Description of original award (Fiscal Year 2022, $498,963)
Title: Species Identification in Forensic Casework using Proteomics
This proposal develops and assesses tools for law enforcement to identify species from the hairs of processed furs using proteomic phylogenetics. Currently, recovery of amplifiable DNA for law enforcement species identification is limited for processed source materials, likely due to the extreme chemical conditions involved in fur manufacturing. Morphological analysis of hair shafts is limited by the restricted number of trained practitioners, sometimes poor species resolution, and controversial nature of microscopic comparisons. Here, we propose to use phylogenetic information in proteins to close this major enforcement gap.
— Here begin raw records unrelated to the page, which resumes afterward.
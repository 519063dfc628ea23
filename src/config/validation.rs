//! Configuration validation.
//!
//! # Responsibilities
//! - Semantic validation (serde handles syntactic)
//! - Check controller references, methods, templates and constraints
//! - Detect duplicate route names across the whole group tree
//!
//! # Design Decisions
//! - Returns all validation errors, not just first
//! - Validation is pure function: AppConfig → Result<(), Vec<ValidationError>>
//! - Runs before config is accepted into the system

use std::collections::HashSet;
use std::net::SocketAddr;

use axum::http::Method;
use regex::Regex;
use thiserror::Error;

use crate::config::schema::{AppConfig, GroupConfig, RouteConfig};
use crate::routing::parser::scan;
use crate::routing::{ControllerRef, SUPPORTED_METHODS};

/// Method keyword registering a route for every supported method.
pub const ANY_METHOD: &str = "ANY";

#[derive(Debug, Clone, PartialEq, Eq, Error)]
pub enum ValidationError {
    #[error("invalid bind address \"{0}\"")]
    InvalidBindAddress(String),

    #[error("invalid metrics address \"{0}\"")]
    InvalidMetricsAddress(String),

    #[error("request timeout must be greater than zero")]
    ZeroTimeout,

    #[error("{location}: {message}")]
    Invalid { location: String, message: String },

    #[error("{location}: route name \"{name}\" is already used")]
    DuplicateName { location: String, name: String },
}

impl ValidationError {
    fn invalid(location: &str, message: impl Into<String>) -> Self {
        ValidationError::Invalid {
            location: location.to_string(),
            message: message.into(),
        }
    }
}

/// Methods the configured router accepts.
pub fn supported_methods(config: &AppConfig) -> Result<Vec<Method>, Vec<ValidationError>> {
    if config.routing.methods.is_empty() {
        return Ok(SUPPORTED_METHODS.to_vec());
    }
    let mut errors = Vec::new();
    let mut methods = Vec::new();
    for method in &config.routing.methods {
        match Method::from_bytes(method.to_ascii_uppercase().as_bytes()) {
            Ok(method) => methods.push(method),
            Err(_) => errors.push(ValidationError::invalid(
                "routing.methods",
                format!("\"{}\" is not a method", method),
            )),
        }
    }
    if errors.is_empty() {
        Ok(methods)
    } else {
        Err(errors)
    }
}

pub fn validate_config(config: &AppConfig) -> Result<(), Vec<ValidationError>> {
    let mut errors = Vec::new();

    if config.listener.bind_address.parse::<SocketAddr>().is_err() {
        errors.push(ValidationError::InvalidBindAddress(
            config.listener.bind_address.clone(),
        ));
    }
    if config.observability.metrics_enabled
        && config.observability.metrics_address.parse::<SocketAddr>().is_err()
    {
        errors.push(ValidationError::InvalidMetricsAddress(
            config.observability.metrics_address.clone(),
        ));
    }
    if config.timeouts.request_secs == 0 {
        errors.push(ValidationError::ZeroTimeout);
    }

    let methods = match supported_methods(config) {
        Ok(methods) => methods,
        Err(mut method_errors) => {
            errors.append(&mut method_errors);
            Vec::new()
        }
    };

    if let Some(controller) = &config.routing.missing_route_controller {
        if let Err(e) = ControllerRef::parse(controller) {
            errors.push(ValidationError::invalid("routing.missing_route_controller", e.to_string()));
        }
    }

    let mut checker = Checker {
        methods,
        names: HashSet::new(),
        errors,
    };
    for (i, route) in config.routes.iter().enumerate() {
        checker.route(&format!("routes[{}]", i), route);
    }
    for (i, group) in config.groups.iter().enumerate() {
        checker.group(&format!("groups[{}]", i), group);
    }

    if checker.errors.is_empty() {
        Ok(())
    } else {
        Err(checker.errors)
    }
}

struct Checker {
    methods: Vec<Method>,
    names: HashSet<String>,
    errors: Vec<ValidationError>,
}

impl Checker {
    fn group(&mut self, location: &str, group: &GroupConfig) {
        self.template(&format!("{}.path", location), &group.path);
        self.template(&format!("{}.host", location), &group.host);
        self.constraints(location, group.vars.values());
        if group.controller_namespace.contains('@') {
            self.errors.push(ValidationError::invalid(
                location,
                format!("controller namespace \"{}\" contains '@'", group.controller_namespace),
            ));
        }

        for (i, route) in group.routes.iter().enumerate() {
            self.route(&format!("{}.routes[{}]", location, i), route);
        }
        for (i, nested) in group.groups.iter().enumerate() {
            self.group(&format!("{}.groups[{}]", location, i), nested);
        }
    }

    fn route(&mut self, location: &str, route: &RouteConfig) {
        if route.methods.is_empty() {
            self.errors.push(ValidationError::invalid(location, "no methods"));
        }
        for method in &route.methods {
            if method.eq_ignore_ascii_case(ANY_METHOD) {
                continue;
            }
            let supported = Method::from_bytes(method.to_ascii_uppercase().as_bytes())
                .map(|m| self.methods.is_empty() || self.methods.contains(&m))
                .unwrap_or(false);
            if !supported {
                self.errors.push(ValidationError::invalid(
                    location,
                    format!("unsupported method \"{}\"", method),
                ));
            }
        }

        if let Err(e) = ControllerRef::parse(&route.controller) {
            self.errors.push(ValidationError::invalid(location, e.to_string()));
        }

        self.template(&format!("{}.path", location), &route.path);
        if let Some(host) = &route.host {
            self.template(&format!("{}.host", location), host);
        }
        self.constraints(location, route.vars.values());

        if let Some(name) = route.name.as_ref().filter(|name| !name.is_empty()) {
            if !self.names.insert(name.clone()) {
                self.errors.push(ValidationError::DuplicateName {
                    location: location.to_string(),
                    name: name.clone(),
                });
            }
        }
    }

    fn template(&mut self, location: &str, template: &str) {
        if let Err(e) = scan(template) {
            self.errors.push(ValidationError::invalid(location, e.to_string()));
        }
    }

    fn constraints<'a>(&mut self, location: &str, constraints: impl Iterator<Item = &'a String>) {
        for constraint in constraints {
            if let Err(e) = Regex::new(constraint) {
                self.errors.push(ValidationError::invalid(
                    location,
                    format!("invalid constraint \"{}\": {}", constraint, e),
                ));
            }
        }
    }
}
Protein is more stable than DNA, and thousands of protein sequences can be extracted from a single processed fur hair shaft, including sequences with phylogenetic sequence variants. With awareness of the growing and broader impact of wildlife crime, and its environmental impact on the environment, there is increased pressure on law enforcement. Development of robust forensic tools is required for full enforcement of the federal Endangered Species Act and imminent Californian Fur Ban. Therefore, this project will develop and assess proteomic methods to identify and resolve two groups of fur-bearing mammals: 1) Felidae fur species, a major trafficking target, and 2) commercially prominent fur-bearing mammals that comprise the national fur trade. Proteomic analysis will occur at three levels: identification of protein profiles using species-specific reference proteomes, development of a streamlined bioinformatic workflow using composite reference proteome databases, and mass spectrometry spectral comparison alone. To obtain necessary high-quality species-specific reference proteomes, nineteen existing twenty genomes will be annotated for protein sequences and the essential coyote genome will be obtained and assembled for annotation as well. Proteomic data will be collected from the fur hair of 44 species. The project phases will each contain performance assessments and result in submission of novel gene and protein sequences to publicly available national databases. The ultimate goal of this project is to develop protocols to identify legally-relevant species in casework where amplifiable DNA is not normally recovered, thus providing a template for expansion of proteomic phylogenetic technology to other species that require identification for law enforcement purposes.